## GIVEN INFORMATION:

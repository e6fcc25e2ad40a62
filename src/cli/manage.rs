use anyhow::Result;

use crate::cli::display::list_title;
use crate::cli::ui::confirm;
use crate::db::Database;
use crate::error::StoreError;
use crate::models::{is_assignable, AssignOutcome};
use crate::store::SpeedDialStore;

/// Assign a phone to a slot. A bound slot asks before it is replaced
/// unless `force` is set.
pub fn run_assign(db: &Database, key_id: u8, phone_id: i64, force: bool) -> Result<()> {
    if !is_assignable(key_id) {
        return Err(StoreError::InvalidSlot(key_id).into());
    }

    if let Some(existing) = db.binding_for_key(key_id)? {
        if existing.phone_id == Some(phone_id) {
            println!("Slot {} already dials {}.", key_id, existing.name());
            return Ok(());
        }
        if !force
            && !confirm(&format!(
                "Slot {} is assigned to {}. Replace it?",
                key_id,
                existing.name()
            ))?
        {
            println!("Cancelled.");
            return Ok(());
        }
    }

    match db.assign(key_id, phone_id)? {
        AssignOutcome::Inserted => println!("Assigned slot {}.", key_id),
        AssignOutcome::Replaced { .. } => println!("Reassigned slot {}.", key_id),
    }
    Ok(())
}

pub fn run_remove(db: &Database, key_id: u8) -> Result<()> {
    if !is_assignable(key_id) {
        return Err(StoreError::InvalidSlot(key_id).into());
    }
    db.unassign(key_id)?;
    println!("Removed.");
    Ok(())
}

/// Remove every binding. Asks first unless `force` is set.
pub fn run_clear(db: &Database, force: bool) -> Result<()> {
    if !force && !confirm("Remove all speed dial numbers?")? {
        println!("Cancelled.");
        return Ok(());
    }
    let removed = db.clear_all()?;
    println!("Removed {}.", removed);
    Ok(())
}

/// Write the enabled preference and report the resulting title
pub fn run_set_enabled(db: &Database, enabled: bool) -> Result<()> {
    db.set_speed_dial_disabled(!enabled)?;
    println!("{}", list_title(!enabled));
    Ok(())
}

/// Flip the preference, asking first unless `force` is set
pub fn run_toggle(db: &Database, force: bool) -> Result<()> {
    let disabled = db.is_speed_dial_disabled()?;
    let prompt = if disabled {
        "Enable speed dial?"
    } else {
        "Disable speed dial?"
    };
    if !force && !confirm(prompt)? {
        println!("Cancelled.");
        return Ok(());
    }
    let now_disabled = db.toggle_speed_dial()?;
    println!("{}", list_title(now_disabled));
    Ok(())
}

pub fn run_prune(db: &Database) -> Result<()> {
    let removed = db.prune_dangling()?;
    println!("Pruned {}.", removed);
    Ok(())
}
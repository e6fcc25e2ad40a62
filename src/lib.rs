pub mod cli;
pub mod config;
pub mod db;
pub mod error;
pub mod logging;
pub mod models;
pub mod photo;
pub mod store;

pub use db::Database;
pub use error::{StoreError, StoreResult};
pub use store::{load_bindings, SpeedDialStore};
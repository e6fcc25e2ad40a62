use anyhow::Result;

use crate::cli::display::format_contact_row;
use crate::cli::show::run_contact;
use crate::cli::ui::{confirm, require_terminal, select};
use crate::db::Database;
use crate::error::StoreError;
use crate::models::{is_assignable, Contact};
use crate::photo::PhotoLoader;

fn load_contacts(db: &Database, search: Option<&str>) -> Result<Vec<Contact>> {
    match search.map(str::trim).filter(|s| !s.is_empty()) {
        Some(query) => db.search_contacts(query),
        None => db.list_contacts(),
    }
}

/// Contact picker. Choosing a contact opens its numbers; `key` carries the
/// slot being edited through to the number picker.
pub fn run_pick(
    db: &Database,
    photos: &mut dyn PhotoLoader,
    key: Option<u8>,
    search: Option<&str>,
) -> Result<()> {
    if let Some(k) = key {
        if !is_assignable(k) {
            return Err(StoreError::InvalidSlot(k).into());
        }
    }

    let contacts = load_contacts(db, search)?;
    if contacts.is_empty() {
        println!("No contacts.");
        return Ok(());
    }

    require_terminal("Use `speeddial contacts list` and `speeddial assign`.")?;

    photos.resume();
    let rows: Vec<String> = contacts
        .iter()
        .map(|c| format_contact_row(c, &photos.load(c.photo_id)))
        .collect();
    photos.stop();

    let prompt = match key {
        Some(k) => format!("Contact for slot {}:", k),
        None => "Contact:".to_string(),
    };
    let Some(idx) = select(&prompt, &rows)? else {
        return Ok(());
    };
    let contact = &contacts[idx];

    if !confirm(&format!("Assign a speed dial number from {}?", contact.name()))? {
        return Ok(());
    }

    run_contact(db, contact.id, key, true)
}

#[cfg(test)]
mod tests {
    use super::*;
    use crate::models::NewContact;
    use crate::photo::FilePhotoLoader;

    #[test]
    fn test_load_contacts_filters() {
        let db = Database::open_memory().unwrap();
        db.insert_contact(&NewContact::named("Ann")).unwrap();
        db.insert_contact(&NewContact::named("Bob")).unwrap();

        assert_eq!(load_contacts(&db, None).unwrap().len(), 2);
        assert_eq!(load_contacts(&db, Some("  ")).unwrap().len(), 2);
        let found = load_contacts(&db, Some("bo")).unwrap();
        assert_eq!(found.len(), 1);
        assert_eq!(found[0].name(), "Bob");
    }

    #[test]
    fn test_pick_rejects_voicemail_key() {
        let db = Database::open_memory().unwrap();
        let dir = tempfile::tempdir().unwrap();
        let mut photos = FilePhotoLoader::new(dir.path());
        assert!(run_pick(&db, &mut photos, Some(1), None).is_err());
    }

    #[test]
    fn test_pick_with_no_contacts() {
        let db = Database::open_memory().unwrap();
        let dir = tempfile::tempdir().unwrap();
        let mut photos = FilePhotoLoader::new(dir.path());
        run_pick(&db, &mut photos, Some(2), None).unwrap();
    }
}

## AIM OF THE TASK:
Among the entries above, how many lines include the word "enabled"? Give the number with no comment.

## RESULT OF THIS EXERCISE:
4